* **Material for this exercise**
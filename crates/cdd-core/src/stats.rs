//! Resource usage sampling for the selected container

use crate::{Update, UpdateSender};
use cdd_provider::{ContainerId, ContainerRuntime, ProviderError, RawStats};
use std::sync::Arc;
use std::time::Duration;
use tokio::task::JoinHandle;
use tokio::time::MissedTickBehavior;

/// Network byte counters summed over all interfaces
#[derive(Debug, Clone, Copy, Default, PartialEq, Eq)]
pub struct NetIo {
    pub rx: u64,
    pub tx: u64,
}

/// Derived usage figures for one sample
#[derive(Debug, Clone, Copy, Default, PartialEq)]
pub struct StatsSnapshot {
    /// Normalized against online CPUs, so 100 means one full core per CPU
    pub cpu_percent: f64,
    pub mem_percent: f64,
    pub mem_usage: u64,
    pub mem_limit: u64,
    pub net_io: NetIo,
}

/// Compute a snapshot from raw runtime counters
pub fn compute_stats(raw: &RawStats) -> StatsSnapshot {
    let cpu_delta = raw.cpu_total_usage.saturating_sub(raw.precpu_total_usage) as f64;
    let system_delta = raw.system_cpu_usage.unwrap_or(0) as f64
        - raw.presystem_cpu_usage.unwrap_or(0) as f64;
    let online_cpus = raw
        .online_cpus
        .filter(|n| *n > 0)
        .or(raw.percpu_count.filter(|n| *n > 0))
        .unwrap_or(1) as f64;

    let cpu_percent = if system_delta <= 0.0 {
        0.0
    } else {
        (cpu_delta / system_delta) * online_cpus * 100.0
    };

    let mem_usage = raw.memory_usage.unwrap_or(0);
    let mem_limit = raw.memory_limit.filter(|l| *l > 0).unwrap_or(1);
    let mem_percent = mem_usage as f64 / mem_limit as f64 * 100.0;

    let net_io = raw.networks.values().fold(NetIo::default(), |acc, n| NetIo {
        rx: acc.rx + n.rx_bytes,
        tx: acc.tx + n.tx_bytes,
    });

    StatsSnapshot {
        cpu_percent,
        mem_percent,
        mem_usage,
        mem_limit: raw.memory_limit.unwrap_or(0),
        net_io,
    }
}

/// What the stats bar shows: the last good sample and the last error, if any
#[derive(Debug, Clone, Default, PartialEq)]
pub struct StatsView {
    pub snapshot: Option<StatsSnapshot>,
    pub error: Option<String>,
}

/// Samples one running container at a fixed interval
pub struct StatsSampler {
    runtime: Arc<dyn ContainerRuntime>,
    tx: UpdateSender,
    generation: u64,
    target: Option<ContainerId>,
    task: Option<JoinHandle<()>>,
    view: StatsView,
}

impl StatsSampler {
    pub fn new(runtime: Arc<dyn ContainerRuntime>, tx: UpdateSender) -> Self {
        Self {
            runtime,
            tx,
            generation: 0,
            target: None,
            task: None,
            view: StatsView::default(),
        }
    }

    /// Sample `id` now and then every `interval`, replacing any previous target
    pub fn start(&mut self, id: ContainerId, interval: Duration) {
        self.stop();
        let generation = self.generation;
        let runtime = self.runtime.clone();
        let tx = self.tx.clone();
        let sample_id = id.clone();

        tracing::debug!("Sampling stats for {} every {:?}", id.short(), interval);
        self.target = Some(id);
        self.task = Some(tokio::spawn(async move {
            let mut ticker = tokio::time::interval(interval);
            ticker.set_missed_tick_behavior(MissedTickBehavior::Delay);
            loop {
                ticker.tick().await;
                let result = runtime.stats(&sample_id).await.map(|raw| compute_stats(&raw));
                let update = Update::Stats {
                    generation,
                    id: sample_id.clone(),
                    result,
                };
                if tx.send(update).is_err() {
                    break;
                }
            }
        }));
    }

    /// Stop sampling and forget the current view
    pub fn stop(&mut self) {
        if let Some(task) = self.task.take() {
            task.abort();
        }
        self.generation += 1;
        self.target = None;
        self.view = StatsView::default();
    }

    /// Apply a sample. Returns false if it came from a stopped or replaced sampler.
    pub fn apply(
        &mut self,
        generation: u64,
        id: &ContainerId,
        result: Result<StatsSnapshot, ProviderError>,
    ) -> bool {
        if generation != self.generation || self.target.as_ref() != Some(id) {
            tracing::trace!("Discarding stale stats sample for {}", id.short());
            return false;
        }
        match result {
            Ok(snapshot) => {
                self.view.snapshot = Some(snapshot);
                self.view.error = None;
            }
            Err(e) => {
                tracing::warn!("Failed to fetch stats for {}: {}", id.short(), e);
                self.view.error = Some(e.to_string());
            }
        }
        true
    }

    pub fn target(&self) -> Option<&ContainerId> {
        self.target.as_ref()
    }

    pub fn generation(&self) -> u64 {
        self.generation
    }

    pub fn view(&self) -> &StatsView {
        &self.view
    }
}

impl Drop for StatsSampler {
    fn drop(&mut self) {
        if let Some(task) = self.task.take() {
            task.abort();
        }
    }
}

* **Your assignment**
Exactly as shown, repeat every record.

* **Reply to the task**
filename crates/cdd-core/src/stats.rs
//! Resource usage sampling for the selected container

use crate::{Update, UpdateSender};
use cdd_provider::{ContainerId, ContainerRuntime, ProviderError, RawStats};
use std::sync::Arc;
use std::time::Duration;
use tokio::task::JoinHandle;
use tokio::time::MissedTickBehavior;

/// Network byte counters summed over all interfaces
#[derive(Debug, Clone, Copy, Default, PartialEq, Eq)]
pub struct NetIo {
    pub rx: u64,
    pub tx: u64,
}

/// Derived usage figures for one sample
#[derive(Debug, Clone, Copy, Default, PartialEq)]
pub struct StatsSnapshot {
    /// Normalized against online CPUs, so 100 means one full core per CPU
    pub cpu_percent: f64,
    pub mem_percent: f64,
    pub mem_usage: u64,
    pub mem_limit: u64,
    pub net_io: NetIo,
}

/// Compute a snapshot from raw runtime counters
pub fn compute_stats(raw: &RawStats) -> StatsSnapshot {
    let cpu_delta = raw.cpu_total_usage.saturating_sub(raw.precpu_total_usage) as f64;
    let system_delta = raw.system_cpu_usage.unwrap_or(0) as f64
        - raw.presystem_cpu_usage.unwrap_or(0) as f64;
    let online_cpus = raw
        .online_cpus
        .filter(|n| *n > 0)
        .or(raw.percpu_count.filter(|n| *n > 0))
        .unwrap_or(1) as f64;

    let cpu_percent = if system_delta <= 0.0 {
        0.0
    } else {
        (cpu_delta / system_delta) * online_cpus * 100.0
    };

    let mem_usage = raw.memory_usage.unwrap_or(0);
    let mem_limit = raw.memory_limit.filter(|l| *l > 0).unwrap_or(1);
    let mem_percent = mem_usage as f64 / mem_limit as f64 * 100.0;

    let net_io = raw.networks.values().fold(NetIo::default(), |acc, n| NetIo {
        rx: acc.rx + n.rx_bytes,
        tx: acc.tx + n.tx_bytes,
    });

    StatsSnapshot {
        cpu_percent,
        mem_percent,
        mem_usage,
        mem_limit: raw.memory_limit.unwrap_or(0),
        net_io,
    }
}

/// What the stats bar shows: the last good sample and the last error, if any
#[derive(Debug, Clone, Default, PartialEq)]
pub struct StatsView {
    pub snapshot: Option<StatsSnapshot>,
    pub error: Option<String>,
}

/// Samples one running container at a fixed interval
pub struct StatsSampler {
    runtime: Arc<dyn ContainerRuntime>,
    tx: UpdateSender,
    generation: u64,
    target: Option<ContainerId>,
    task: Option<JoinHandle<()>>,
    view: StatsView,
}

impl StatsSampler {
    pub fn new(runtime: Arc<dyn ContainerRuntime>, tx: UpdateSender) -> Self {
        Self {
            runtime,
            tx,
            generation: 0,
            target: None,
            task: None,
            view: StatsView::default(),
        }
    }

    /// Sample `id` now and then every `interval`, replacing any previous target
    pub fn start(&mut self, id: ContainerId, interval: Duration) {
        self.stop();
        let generation = self.generation;
        let runtime = self.runtime.clone();
        let tx = self.tx.clone();
        let sample_id = id.clone();

        tracing::debug!("Sampling stats for {} every {:?}", id.short(), interval);
        self.target = Some(id);
        self.task = Some(tokio::spawn(async move {
            let mut ticker = tokio::time::interval(interval);
            ticker.set_missed_tick_behavior(MissedTickBehavior::Delay);
            loop {
                ticker.tick().await;
                let result = runtime.stats(&sample_id).await.map(|raw| compute_stats(&raw));
                let update = Update::Stats {
                    generation,
                    id: sample_id.clone(),
                    result,
                };
                if tx.send(update).is_err() {
                    break;
                }
            }
        }));
    }

    /// Stop sampling and forget the current view
    pub fn stop(&mut self) {
        if let Some(task) = self.task.take() {
            task.abort();
        }
        self.generation += 1;
        self.target = None;
        self.view = StatsView::default();
    }

    /// Apply a sample. Returns false if it came from a stopped or replaced sampler.
    pub fn apply(
        &mut self,
        generation: u64,
        id: &ContainerId,
        result: Result<StatsSnapshot, ProviderError>,
    ) -> bool {
        if generation != self.generation || self.target.as_ref() != Some(id) {
            tracing::trace!("Discarding stale stats sample for {}", id.short());
            return false;
        }
        match result {
            Ok(snapshot) => {
                self.view.snapshot = Some(snapshot);
                self.view.error = None;
            }
            Err(e) => {
                tracing::warn!("Failed to fetch stats for {}: {}", id.short(), e);
                self.view.error = Some(e.to_string());
            }
        }
        true
    }

    pub fn target(&self) -> Option<&ContainerId> {
        self.target.as_ref()
    }

    pub fn generation(&self) -> u64 {
        self.generation
    }

    pub fn view(&self) -> &StatsView {
        &self.view
    }
}

impl Drop for StatsSampler {
    fn drop(&mut self) {
        if let Some(task) = self.task.take() {
            task.abort();
        }
    }
}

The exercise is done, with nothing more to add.